The data:
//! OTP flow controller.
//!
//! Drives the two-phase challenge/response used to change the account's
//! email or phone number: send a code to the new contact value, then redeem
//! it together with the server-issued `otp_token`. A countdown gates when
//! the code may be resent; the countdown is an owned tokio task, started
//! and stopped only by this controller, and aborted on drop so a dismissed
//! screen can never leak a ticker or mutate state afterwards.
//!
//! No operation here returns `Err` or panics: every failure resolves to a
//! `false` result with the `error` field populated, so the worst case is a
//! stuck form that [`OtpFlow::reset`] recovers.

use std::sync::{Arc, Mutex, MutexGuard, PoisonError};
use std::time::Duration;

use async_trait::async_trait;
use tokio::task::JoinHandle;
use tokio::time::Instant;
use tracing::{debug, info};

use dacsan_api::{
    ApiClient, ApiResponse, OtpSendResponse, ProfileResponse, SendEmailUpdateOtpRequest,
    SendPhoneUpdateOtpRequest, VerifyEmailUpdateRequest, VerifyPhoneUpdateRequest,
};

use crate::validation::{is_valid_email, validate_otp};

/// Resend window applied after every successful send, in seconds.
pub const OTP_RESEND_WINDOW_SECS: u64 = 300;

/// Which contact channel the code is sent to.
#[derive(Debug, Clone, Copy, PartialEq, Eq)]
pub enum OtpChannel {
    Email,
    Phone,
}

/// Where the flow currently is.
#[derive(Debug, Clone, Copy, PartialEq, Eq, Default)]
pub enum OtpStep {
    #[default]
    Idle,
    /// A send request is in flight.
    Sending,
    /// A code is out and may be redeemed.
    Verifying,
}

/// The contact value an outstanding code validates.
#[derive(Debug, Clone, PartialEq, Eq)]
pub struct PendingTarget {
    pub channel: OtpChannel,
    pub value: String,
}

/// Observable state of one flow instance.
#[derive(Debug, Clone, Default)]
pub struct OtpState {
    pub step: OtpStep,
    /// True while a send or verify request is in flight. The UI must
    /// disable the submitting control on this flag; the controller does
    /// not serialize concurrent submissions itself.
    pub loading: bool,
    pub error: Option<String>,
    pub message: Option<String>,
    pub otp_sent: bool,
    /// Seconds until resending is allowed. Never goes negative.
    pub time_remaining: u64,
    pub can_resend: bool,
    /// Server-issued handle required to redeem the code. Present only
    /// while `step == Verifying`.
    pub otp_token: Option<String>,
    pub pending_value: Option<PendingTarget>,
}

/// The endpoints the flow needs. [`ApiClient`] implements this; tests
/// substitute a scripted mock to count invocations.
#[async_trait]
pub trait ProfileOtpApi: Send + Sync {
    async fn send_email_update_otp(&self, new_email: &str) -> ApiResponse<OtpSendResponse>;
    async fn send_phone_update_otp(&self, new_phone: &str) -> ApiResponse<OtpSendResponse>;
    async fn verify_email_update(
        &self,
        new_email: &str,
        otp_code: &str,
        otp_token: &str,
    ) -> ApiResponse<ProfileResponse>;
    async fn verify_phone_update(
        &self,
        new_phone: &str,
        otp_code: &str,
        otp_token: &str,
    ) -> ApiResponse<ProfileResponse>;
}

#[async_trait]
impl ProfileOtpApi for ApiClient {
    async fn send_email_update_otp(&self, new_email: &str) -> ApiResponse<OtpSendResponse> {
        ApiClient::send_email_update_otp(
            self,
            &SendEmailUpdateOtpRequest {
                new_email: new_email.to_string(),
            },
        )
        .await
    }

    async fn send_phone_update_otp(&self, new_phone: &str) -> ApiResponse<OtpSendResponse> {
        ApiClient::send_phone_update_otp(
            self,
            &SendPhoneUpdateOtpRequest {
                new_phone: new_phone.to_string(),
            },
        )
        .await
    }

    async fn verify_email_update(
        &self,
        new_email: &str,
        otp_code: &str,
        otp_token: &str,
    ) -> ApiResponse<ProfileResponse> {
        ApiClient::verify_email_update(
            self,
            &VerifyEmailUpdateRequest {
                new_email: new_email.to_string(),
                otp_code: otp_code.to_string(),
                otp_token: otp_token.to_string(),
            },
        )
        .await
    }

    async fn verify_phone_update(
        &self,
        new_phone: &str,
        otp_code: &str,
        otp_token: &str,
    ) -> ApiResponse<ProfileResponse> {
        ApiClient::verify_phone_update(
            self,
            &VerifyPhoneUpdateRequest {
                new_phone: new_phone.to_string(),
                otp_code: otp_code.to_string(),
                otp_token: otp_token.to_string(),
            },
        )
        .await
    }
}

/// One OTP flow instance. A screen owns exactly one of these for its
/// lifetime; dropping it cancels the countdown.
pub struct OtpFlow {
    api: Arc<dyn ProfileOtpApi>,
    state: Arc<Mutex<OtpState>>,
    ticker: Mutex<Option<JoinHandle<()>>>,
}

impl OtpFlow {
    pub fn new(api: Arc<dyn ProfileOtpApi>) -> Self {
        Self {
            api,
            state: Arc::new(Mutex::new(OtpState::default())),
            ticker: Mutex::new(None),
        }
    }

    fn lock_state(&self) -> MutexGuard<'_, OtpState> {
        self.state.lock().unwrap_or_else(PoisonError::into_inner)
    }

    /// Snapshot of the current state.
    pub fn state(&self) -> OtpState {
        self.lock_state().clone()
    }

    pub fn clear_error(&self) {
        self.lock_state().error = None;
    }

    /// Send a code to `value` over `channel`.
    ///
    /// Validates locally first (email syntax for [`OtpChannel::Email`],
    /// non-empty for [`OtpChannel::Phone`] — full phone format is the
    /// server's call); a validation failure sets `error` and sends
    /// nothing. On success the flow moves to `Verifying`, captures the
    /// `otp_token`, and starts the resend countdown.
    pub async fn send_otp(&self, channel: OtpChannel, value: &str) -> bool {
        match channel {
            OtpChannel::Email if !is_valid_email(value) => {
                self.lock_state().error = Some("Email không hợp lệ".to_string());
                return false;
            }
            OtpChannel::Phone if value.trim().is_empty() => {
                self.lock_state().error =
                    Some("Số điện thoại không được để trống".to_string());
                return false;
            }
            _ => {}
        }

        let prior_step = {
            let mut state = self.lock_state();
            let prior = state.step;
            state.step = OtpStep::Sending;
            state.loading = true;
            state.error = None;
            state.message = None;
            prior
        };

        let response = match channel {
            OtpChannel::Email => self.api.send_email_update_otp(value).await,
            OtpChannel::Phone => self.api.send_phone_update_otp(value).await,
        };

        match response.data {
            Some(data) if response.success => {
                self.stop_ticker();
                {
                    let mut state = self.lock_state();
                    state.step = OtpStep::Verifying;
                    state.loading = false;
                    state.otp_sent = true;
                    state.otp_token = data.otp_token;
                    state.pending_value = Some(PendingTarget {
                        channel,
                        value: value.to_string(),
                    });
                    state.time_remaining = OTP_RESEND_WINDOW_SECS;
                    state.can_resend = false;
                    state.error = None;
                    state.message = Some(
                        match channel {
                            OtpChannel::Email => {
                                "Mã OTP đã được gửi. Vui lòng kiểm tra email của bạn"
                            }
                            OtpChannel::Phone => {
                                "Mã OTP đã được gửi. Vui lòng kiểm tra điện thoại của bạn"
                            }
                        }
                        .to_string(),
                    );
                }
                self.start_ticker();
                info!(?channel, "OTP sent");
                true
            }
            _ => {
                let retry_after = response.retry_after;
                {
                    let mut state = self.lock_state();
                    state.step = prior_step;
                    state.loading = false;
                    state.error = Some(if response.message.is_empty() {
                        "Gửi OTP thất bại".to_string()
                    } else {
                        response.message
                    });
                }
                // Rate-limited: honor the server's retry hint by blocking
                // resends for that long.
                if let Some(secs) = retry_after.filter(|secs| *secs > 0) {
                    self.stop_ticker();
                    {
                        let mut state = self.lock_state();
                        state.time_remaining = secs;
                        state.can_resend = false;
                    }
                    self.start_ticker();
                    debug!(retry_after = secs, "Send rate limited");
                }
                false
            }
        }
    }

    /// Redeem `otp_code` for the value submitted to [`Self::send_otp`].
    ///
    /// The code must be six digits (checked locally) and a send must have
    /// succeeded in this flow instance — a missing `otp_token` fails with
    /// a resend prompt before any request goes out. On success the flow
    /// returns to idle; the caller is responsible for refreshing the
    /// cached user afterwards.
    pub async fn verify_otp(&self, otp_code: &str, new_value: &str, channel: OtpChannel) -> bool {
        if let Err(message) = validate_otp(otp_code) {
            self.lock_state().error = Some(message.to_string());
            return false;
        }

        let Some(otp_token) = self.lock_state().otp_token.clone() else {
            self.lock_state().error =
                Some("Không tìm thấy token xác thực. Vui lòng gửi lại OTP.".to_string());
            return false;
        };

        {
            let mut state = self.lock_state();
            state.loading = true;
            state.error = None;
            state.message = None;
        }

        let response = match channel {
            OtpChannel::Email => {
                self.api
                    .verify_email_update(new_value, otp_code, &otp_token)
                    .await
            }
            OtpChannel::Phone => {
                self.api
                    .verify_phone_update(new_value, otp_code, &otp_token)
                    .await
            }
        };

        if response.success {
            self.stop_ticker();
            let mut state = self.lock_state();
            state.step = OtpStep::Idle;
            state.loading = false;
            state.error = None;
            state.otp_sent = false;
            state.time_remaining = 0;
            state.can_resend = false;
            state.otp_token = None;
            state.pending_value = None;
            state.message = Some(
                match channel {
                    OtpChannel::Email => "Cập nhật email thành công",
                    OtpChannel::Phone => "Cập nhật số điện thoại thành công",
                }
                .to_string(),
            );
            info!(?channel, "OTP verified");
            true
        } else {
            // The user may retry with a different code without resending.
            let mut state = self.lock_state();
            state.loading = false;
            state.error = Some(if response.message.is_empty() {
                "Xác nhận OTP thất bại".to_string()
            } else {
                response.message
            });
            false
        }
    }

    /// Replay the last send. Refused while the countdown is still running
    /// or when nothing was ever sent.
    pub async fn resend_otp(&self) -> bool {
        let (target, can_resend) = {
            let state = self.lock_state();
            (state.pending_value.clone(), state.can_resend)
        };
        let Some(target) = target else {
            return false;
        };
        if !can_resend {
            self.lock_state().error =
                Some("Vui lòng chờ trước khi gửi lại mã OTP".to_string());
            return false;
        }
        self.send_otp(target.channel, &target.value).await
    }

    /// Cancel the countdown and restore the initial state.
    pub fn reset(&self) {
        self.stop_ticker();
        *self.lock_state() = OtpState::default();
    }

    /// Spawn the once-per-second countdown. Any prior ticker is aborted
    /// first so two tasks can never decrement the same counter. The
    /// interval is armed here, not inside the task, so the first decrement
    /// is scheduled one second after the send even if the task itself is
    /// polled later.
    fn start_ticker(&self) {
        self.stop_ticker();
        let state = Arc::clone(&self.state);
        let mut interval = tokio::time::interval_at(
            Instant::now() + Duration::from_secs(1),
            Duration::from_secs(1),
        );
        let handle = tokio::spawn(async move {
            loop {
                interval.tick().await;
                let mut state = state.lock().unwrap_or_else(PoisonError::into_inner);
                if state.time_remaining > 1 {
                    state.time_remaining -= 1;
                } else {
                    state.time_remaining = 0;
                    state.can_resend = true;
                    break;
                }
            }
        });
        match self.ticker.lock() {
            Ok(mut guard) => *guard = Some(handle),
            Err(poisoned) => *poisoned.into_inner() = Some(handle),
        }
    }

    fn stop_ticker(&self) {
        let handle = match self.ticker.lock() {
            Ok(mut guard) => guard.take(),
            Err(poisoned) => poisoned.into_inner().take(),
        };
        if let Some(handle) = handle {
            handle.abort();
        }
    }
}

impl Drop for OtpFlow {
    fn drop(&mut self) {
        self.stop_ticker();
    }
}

Exercise requirements: Extract exactly the leading lines of the data, stopping at and including the line with "one flow instance.".

Output:
//! OTP flow controller.
//!
//! Drives the two-phase challenge/response used to change the account's
//! email or phone number: send a code to the new contact value, then redeem
//! it together with the server-issued `otp_token`. A countdown gates when
//! the code may be resent; the countdown is an owned tokio task, started
//! and stopped only by this controller, and aborted on drop so a dismissed
//! screen can never leak a ticker or mutate state afterwards.
//!
//! No operation here returns `Err` or panics: every failure resolves to a
//! `false` result with the `error` field populated, so the worst case is a
//! stuck form that [`OtpFlow::reset`] recovers.

use std::sync::{Arc, Mutex, MutexGuard, PoisonError};
use std::time::Duration;

use async_trait::async_trait;
use tokio::task::JoinHandle;
use tokio::time::Instant;
use tracing::{debug, info};

use dacsan_api::{
    ApiClient, ApiResponse, OtpSendResponse, ProfileResponse, SendEmailUpdateOtpRequest,
    SendPhoneUpdateOtpRequest, VerifyEmailUpdateRequest, VerifyPhoneUpdateRequest,
};

use crate::validation::{is_valid_email, validate_otp};

/// Resend window applied after every successful send, in seconds.
pub const OTP_RESEND_WINDOW_SECS: u64 = 300;

/// Which contact channel the code is sent to.
#[derive(Debug, Clone, Copy, PartialEq, Eq)]
pub enum OtpChannel {
    Email,
    Phone,
}

/// Where the flow currently is.
#[derive(Debug, Clone, Copy, PartialEq, Eq, Default)]
pub enum OtpStep {
    #[default]
    Idle,
    /// A send request is in flight.
    Sending,
    /// A code is out and may be redeemed.
    Verifying,
}

/// The contact value an outstanding code validates.
#[derive(Debug, Clone, PartialEq, Eq)]
pub struct PendingTarget {
    pub channel: OtpChannel,
    pub value: String,
}

/// Observable state of one flow instance.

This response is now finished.